(Dataset entries)
=====
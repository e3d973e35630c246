//! TLS configuration
//!
//! Builds the server-side rustls configuration per handshake: the SNI from
//! the ClientHello is run through the certificate-provider chain, and the
//! winning certificate is wrapped in a [`ServerConfig`] with the gateway's
//! protocol floor (TLS 1.2), ALPN order (`h2`, then `http/1.1`), and curve
//! preferences. Client-side configurations for talking to upstreams are
//! built here too, sharing one root-CA pool.

use std::path::{Path, PathBuf};
use std::sync::Arc;

use rustls::client::danger::{HandshakeSignatureValid, ServerCertVerified, ServerCertVerifier};
use rustls::crypto::CryptoProvider;
use rustls::pki_types::{CertificateDer, ServerName as PkiServerName, UnixTime};
use rustls::server::{ClientHello, ResolvesServerCert};
use rustls::sign::CertifiedKey;
use rustls::{ClientConfig, DigitallySignedStruct, RootCertStore, ServerConfig, SignatureScheme};
use tracing::{debug, info, warn};

use crate::cert::{CertificateEntry, CertificateOrigin, ProviderChain};
use crate::name::ServerName;

/// Crypto provider restricted to the gateway's curve preferences:
/// X25519 plus the NIST P-256 and P-384 curves.
pub fn crypto_provider() -> Arc<CryptoProvider> {
    let mut provider = rustls::crypto::ring::default_provider();
    provider.kx_groups = vec![
        rustls::crypto::ring::kx_group::X25519,
        rustls::crypto::ring::kx_group::SECP256R1,
        rustls::crypto::ring::kx_group::SECP384R1,
    ];
    Arc::new(provider)
}

/// Protocol floor: TLS 1.2 and 1.3 only.
const PROTOCOL_VERSIONS: &[&rustls::SupportedProtocolVersion] =
    &[&rustls::version::TLS12, &rustls::version::TLS13];

/// Resolver that always serves one pre-selected certificate.
///
/// SNI-based selection happens before the rustls handshake is configured
/// (see [`TlsState::config_for_sni`]), so by the time rustls asks for a
/// certificate the answer is already fixed.
#[derive(Debug)]
struct SingleCertResolver(Arc<CertifiedKey>);

impl ResolvesServerCert for SingleCertResolver {
    fn resolve(&self, _client_hello: ClientHello<'_>) -> Option<Arc<CertifiedKey>> {
        Some(self.0.clone())
    }
}

/// Per-SNI TLS configuration factory.
pub struct TlsState {
    provider: Arc<CryptoProvider>,
    default_config: Arc<ServerConfig>,
    default_entry: CertificateEntry,
    chain: ProviderChain,
}

impl TlsState {
    pub fn new(default_entry: CertificateEntry, chain: ProviderChain) -> anyhow::Result<TlsState> {
        let provider = crypto_provider();
        let default_config =
            build_server_config(&provider, default_entry.certified_key.clone())?;
        Ok(TlsState {
            provider,
            default_config,
            default_entry,
            chain,
        })
    }

    /// The configuration served when no SNI is present or nothing better is
    /// available.
    pub fn default_config(&self) -> Arc<ServerConfig> {
        self.default_config.clone()
    }

    /// The always-present default certificate.
    pub fn default_entry(&self) -> &CertificateEntry {
        &self.default_entry
    }

    /// Select a server configuration for the handshake's SNI.
    ///
    /// Invalid or missing SNI falls back to the default certificate rather
    /// than aborting the handshake, as does a chain-wide miss.
    pub async fn config_for_sni(&self, sni: Option<&str>) -> Arc<ServerConfig> {
        let Some(sni) = sni else {
            return self.default_config();
        };

        let name = match ServerName::try_parse(sni) {
            Ok(name) => name,
            Err(e) => {
                debug!("unparseable SNI, serving default certificate: {}", e);
                return self.default_config();
            }
        };

        let Some(entry) = self.chain.get_certificate(&name).await else {
            debug!(name = %name, "no provider offered a certificate, serving default");
            return self.default_config();
        };

        match build_server_config(&self.provider, entry.certified_key) {
            Ok(config) => config,
            Err(e) => {
                warn!(name = %name, "failed to assemble TLS config, serving default: {}", e);
                self.default_config()
            }
        }
    }
}

fn build_server_config(
    provider: &Arc<CryptoProvider>,
    certified_key: Arc<CertifiedKey>,
) -> anyhow::Result<Arc<ServerConfig>> {
    let mut config = ServerConfig::builder_with_provider(provider.clone())
        .with_protocol_versions(PROTOCOL_VERSIONS)
        .map_err(|e| anyhow::anyhow!("failed to set protocol versions: {}", e))?
        .with_no_client_auth()
        .with_cert_resolver(Arc::new(SingleCertResolver(certified_key)));

    // HTTP/2 preferred, HTTP/1.1 offered
    config.alpn_protocols = vec![b"h2".to_vec(), b"http/1.1".to_vec()];

    Ok(Arc::new(config))
}

/// Load the default certificate: `server.crt` + `server.key`, with
/// `issuer.crt` appended to the served chain.
pub fn load_default_certificate(base_path: &Path) -> anyhow::Result<CertificateEntry> {
    let mut chain = crate::cert::load_certificates(&base_path.join("server.crt"))?;
    let key = crate::cert::load_private_key(&base_path.join("server.key"))?;

    match crate::cert::load_certificates(&base_path.join("issuer.crt")) {
        Ok(issuer_chain) => chain.extend(issuer_chain),
        Err(e) => debug!("no issuer chain appended to default certificate: {}", e),
    }

    CertificateEntry::from_der(chain, key, CertificateOrigin::Default)
}

/// Assemble the root-CA pool from the configured PEM bundle paths.
///
/// Missing files are tolerated; unreadable files are fatal. When no bundle
/// contributes anything, the system's native roots are used instead.
pub fn root_ca_pool(paths: &[PathBuf]) -> anyhow::Result<RootCertStore> {
    let mut store = RootCertStore::empty();

    for path in paths {
        let pem = match std::fs::read(path) {
            Ok(pem) => pem,
            Err(e) if e.kind() == std::io::ErrorKind::NotFound => {
                debug!(path = ?path, "CA bundle not present, skipping");
                continue;
            }
            Err(e) => {
                return Err(anyhow::anyhow!("failed to read CA bundle {:?}: {}", path, e));
            }
        };

        let certs: Vec<CertificateDer<'static>> = rustls_pemfile::certs(&mut pem.as_slice())
            .collect::<Result<Vec<_>, _>>()
            .map_err(|e| anyhow::anyhow!("failed to parse CA bundle {:?}: {}", path, e))?;

        let before = store.len();
        let (_added, _skipped) = store.add_parsable_certificates(certs);
        info!(
            "loaded {} certificate(s) from CA bundle at {:?}",
            store.len() - before,
            path
        );
    }

    if store.is_empty() {
        let native = rustls_native_certs::load_native_certs();
        for cert in native.certs {
            let _ = store.add(cert);
        }
        info!("loaded {} system root certificate(s)", store.len());
    }

    Ok(store)
}

/// Client configuration for dialling upstream endpoints.
///
/// With `verify` disabled the same root pool is kept but certificate
/// verification is skipped — used for endpoints marked TLS-but-unverifiable.
pub fn upstream_client_config(roots: &RootCertStore, verify: bool) -> anyhow::Result<ClientConfig> {
    let provider = crypto_provider();

    let builder = ClientConfig::builder_with_provider(provider.clone())
        .with_protocol_versions(PROTOCOL_VERSIONS)
        .map_err(|e| anyhow::anyhow!("failed to set protocol versions: {}", e))?;

    let config = if verify {
        builder
            .with_root_certificates(roots.clone())
            .with_no_client_auth()
    } else {
        builder
            .dangerous()
            .with_custom_certificate_verifier(Arc::new(NoVerification(provider)))
            .with_no_client_auth()
    };

    Ok(config)
}

/// Verifier that accepts any upstream certificate but still validates
/// handshake signatures.
#[derive(Debug)]
struct NoVerification(Arc<CryptoProvider>);

impl ServerCertVerifier for NoVerification {
    fn verify_server_cert(
        &self,
        _end_entity: &CertificateDer<'_>,
        _intermediates: &[CertificateDer<'_>],
        _server_name: &PkiServerName<'_>,
        _ocsp_response: &[u8],
        _now: UnixTime,
    ) -> Result<ServerCertVerified, rustls::Error> {
        Ok(ServerCertVerified::assertion())
    }

    fn verify_tls12_signature(
        &self,
        message: &[u8],
        cert: &CertificateDer<'_>,
        dss: &DigitallySignedStruct,
    ) -> Result<HandshakeSignatureValid, rustls::Error> {
        rustls::crypto::verify_tls12_signature(
            message,
            cert,
            dss,
            &self.0.signature_verification_algorithms,
        )
    }

    fn verify_tls13_signature(
        &self,
        message: &[u8],
        cert: &CertificateDer<'_>,
        dss: &DigitallySignedStruct,
    ) -> Result<HandshakeSignatureValid, rustls::Error> {
        rustls::crypto::verify_tls13_signature(
            message,
            cert,
            dss,
            &self.0.signature_verification_algorithms,
        )
    }

    fn supported_verify_schemes(&self) -> Vec<SignatureScheme> {
        self.0.signature_verification_algorithms.supported_schemes()
    }
}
=====
- [REQUIRED ACTION]:
Your answer must consist solely of the lines from the top of the entries above through the line containing "to upstreams are", copied exactly, both ends included.

- [REPLY]:
repository e3d973e35630c246
//! TLS configuration
//!
//! Builds the server-side rustls configuration per handshake: the SNI from
//! the ClientHello is run through the certificate-provider chain, and the
//! winning certificate is wrapped in a [`ServerConfig`] with the gateway's
//! protocol floor (TLS 1.2), ALPN order (`h2`, then `http/1.1`), and curve
//! preferences. Client-side configurations for talking to upstreams are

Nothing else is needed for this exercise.